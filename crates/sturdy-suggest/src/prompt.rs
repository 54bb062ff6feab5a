use sturdy_core::{guidance, ScriptRequest};

/// Fixed closing instruction. The parser keys on these three labels.
const OUTPUT_INSTRUCTION: &str = "\
Respond with exactly three lines and nothing else:\n\
Validation: <one sentence that validates the parent's experience>\n\
Shift: <one sentence that reframes the child's behavior as communication of a need>\n\
Script: \"<one to three sentences the parent can say out loud to the child>\"";

pub fn system_prompt() -> String {
    format!(
        "You are the Sturdy Brain, a calm, practical parenting coach. A parent describes a hard \
moment with their child and you give them words to say.\n\n\
{}\n\n\
## Scenarios\n{}\n\n{}\n\n{}\n\n\
Write plain sentences without markdown. Output ONLY the three labeled lines.",
        guidance::CORE_PRINCIPLES,
        guidance::SOS,
        guidance::EXECUTIVE_FUNCTION,
        guidance::RUPTURE,
    )
}

/// Render a request as the user turn. Expects an already sanitized request.
pub fn user_message(req: &ScriptRequest) -> String {
    let mut out = String::with_capacity(1024);
    let band = req.age_band();

    out.push_str("Scenario: ");
    out.push_str(req.scenario_type.as_str());
    out.push('\n');

    out.push_str("Child age: ");
    match req.child_age_years {
        Some(age) => out.push_str(&format_age(age)),
        None => out.push_str("unknown"),
    }
    out.push_str(" (age band: ");
    out.push_str(band.label());
    out.push_str(")\n");

    out.push_str("Situation: ");
    out.push_str(&req.description);
    out.push('\n');

    if let Some(context) = &req.context {
        out.push_str("Context: ");
        out.push_str(context);
        out.push('\n');
    }
    if let Some(neurotype) = &req.neurotype {
        out.push_str("Neurotype: ");
        out.push_str(neurotype);
        out.push('\n');
    }
    if let Some(name) = &req.child_name {
        out.push_str("Child's name: ");
        out.push_str(name);
        out.push('\n');
    }
    if let Some(tone) = req.tone {
        out.push_str("Tone: ");
        out.push_str(tone.as_str());
        out.push_str(" - ");
        out.push_str(guidance::for_tone(tone));
        out.push('\n');
    }

    out.push_str("Guidance: ");
    out.push_str(guidance::for_scenario(req.scenario_type));
    out.push(' ');
    out.push_str(guidance::for_age_band(band));
    out.push_str("\n\n");
    out.push_str(OUTPUT_INSTRUCTION);

    out
}

fn format_age(age: f64) -> String {
    if age.fract() == 0.0 {
        format!("{}", age as u32)
    } else {
        format!("{age:.1}")
    }
}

## Instructions for the task
What you need to do is repeat every record above exactly.

## Answer area
filename crates/sturdy-suggest/src/prompt.rs
repository 54bb062ff6feab5a
use sturdy_core::{guidance, ScriptRequest};

/// Fixed closing instruction. The parser keys on these three labels.
const OUTPUT_INSTRUCTION: &str = "\
Respond with exactly three lines and nothing else:\n\
Validation: <one sentence that validates the parent's experience>\n\
Shift: <one sentence that reframes the child's behavior as communication of a need>\n\
Script: \"<one to three sentences the parent can say out loud to the child>\"";

pub fn system_prompt() -> String {
    format!(
        "You are the Sturdy Brain, a calm, practical parenting coach. A parent describes a hard \
moment with their child and you give them words to say.\n\n\
{}\n\n\
## Scenarios\n{}\n\n{}\n\n{}\n\n\
Write plain sentences without markdown. Output ONLY the three labeled lines.",
        guidance::CORE_PRINCIPLES,
        guidance::SOS,
        guidance::EXECUTIVE_FUNCTION,
        guidance::RUPTURE,
    )
}

/// Render a request as the user turn. Expects an already sanitized request.
pub fn user_message(req: &ScriptRequest) -> String {
    let mut out = String::with_capacity(1024);
    let band = req.age_band();

    out.push_str("Scenario: ");
    out.push_str(req.scenario_type.as_str());
    out.push('\n');

    out.push_str("Child age: ");
    match req.child_age_years {
        Some(age) => out.push_str(&format_age(age)),
        None => out.push_str("unknown"),
    }
    out.push_str(" (age band: ");
    out.push_str(band.label());
    out.push_str(")\n");

    out.push_str("Situation: ");
    out.push_str(&req.description);
    out.push('\n');

    if let Some(context) = &req.context {
        out.push_str("Context: ");
        out.push_str(context);
        out.push('\n');
    }
    if let Some(neurotype) = &req.neurotype {
        out.push_str("Neurotype: ");
        out.push_str(neurotype);
        out.push('\n');
    }
    if let Some(name) = &req.child_name {
        out.push_str("Child's name: ");
        out.push_str(name);
        out.push('\n');
    }
    if let Some(tone) = req.tone {
        out.push_str("Tone: ");
        out.push_str(tone.as_str());
        out.push_str(" - ");
        out.push_str(guidance::for_tone(tone));
        out.push('\n');
    }

    out.push_str("Guidance: ");
    out.push_str(guidance::for_scenario(req.scenario_type));
    out.push(' ');
    out.push_str(guidance::for_age_band(band));
    out.push_str("\n\n");
    out.push_str(OUTPUT_INSTRUCTION);

    out
}

fn format_age(age: f64) -> String {
    if age.fract() == 0.0 {
        format!("{}", age as u32)
    } else {
        format!("{age:.1}")
    }
}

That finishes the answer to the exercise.